Do we want 100k questions covering all possible combinations of country of citizenship and travel itinerary with a layover in the UK, or do we want a single canonical explaining the procedure to check if one needs a transit visa for a layover in the UK? Without being obsessed about closing duplicates, I'd say the latter.

Now, what should one do if the suggested canonical does not cover the case currently being discussed? I think the correct strategy to go about this is to extend the canonical to include as many cases as possible. Let's go back to Is there a way to find out if I need a transit visa for a layover in the UK?. Should you find a particular case which is not covered by the canonical, the optimal thing to do would be extending it. This ensures that the all the information relative to this problem can be easily found in one place. As a side effect, this allows to close more duplicates.

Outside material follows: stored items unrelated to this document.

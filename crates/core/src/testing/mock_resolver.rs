//! Mock run configuration resolver for testing.

use async_trait::async_trait;
use std::sync::Arc;
use tokio::sync::RwLock;

use crate::run::{RunHandle, RunId};
use crate::runconfig::{ResolverError, RunConfigResolver, RunConfiguration};

/// Mock implementation of the RunConfigResolver trait.
///
/// Resolves every run to a scriptable configuration, with one-shot error
/// injection. Cloning shares state.
#[derive(Clone)]
pub struct MockResolver {
    conf: Arc<RwLock<RunConfiguration>>,
    next_error: Arc<RwLock<Option<ResolverError>>>,
    calls: Arc<RwLock<Vec<RunId>>>,
}

impl Default for MockResolver {
    fn default() -> Self {
        Self::new()
    }
}

impl MockResolver {
    pub fn new() -> Self {
        Self {
            conf: Arc::new(RwLock::new(RunConfiguration::new())),
            next_error: Arc::new(RwLock::new(None)),
            calls: Arc::new(RwLock::new(Vec::new())),
        }
    }

    /// Replace the configuration returned for every run.
    pub async fn set_conf(&self, conf: RunConfiguration) {
        *self.conf.write().await = conf;
    }

    /// Fail the next resolution with the given error.
    pub async fn set_next_error(&self, error: ResolverError) {
        *self.next_error.write().await = Some(error);
    }

    /// Run ids resolved so far, in call order.
    pub async fn resolved(&self) -> Vec<RunId> {
        self.calls.read().await.clone()
    }
}

#[async_trait]
impl RunConfigResolver for MockResolver {
    fn name(&self) -> &str {
        "mock"
    }

    async fn resolve(&self, run: &RunHandle) -> Result<RunConfiguration, ResolverError> {
        self.calls.write().await.push(run.run_id.clone());
        if let Some(error) = self.next_error.write().await.take() {
            return Err(error);
        }
        Ok(self.conf.read().await.clone())
    }
}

Therefore, my counter proposal is to:

  1. Edit the canonical to include the missing information
  2. Vote to close the question at hand as a duplicate

Editing first and then voting to close. This way the canonical is improved and the OP gets an answer. Moreover closing as duplicate ensures that the canonical is linked to and becomes easier to find.

Looking closely at the foreign credit card at USA pumps question: Is there a ZIP code I can enter when paying-at-the-pump in the USA with a foreign credit card? I think there is a fundamental problem with the current canonical: it lists individual countries as if there were different methods working for each. IMHO the only difference to be made is between countries where postcodes contain alphanumerical characters and those where postcodes contain only numbers.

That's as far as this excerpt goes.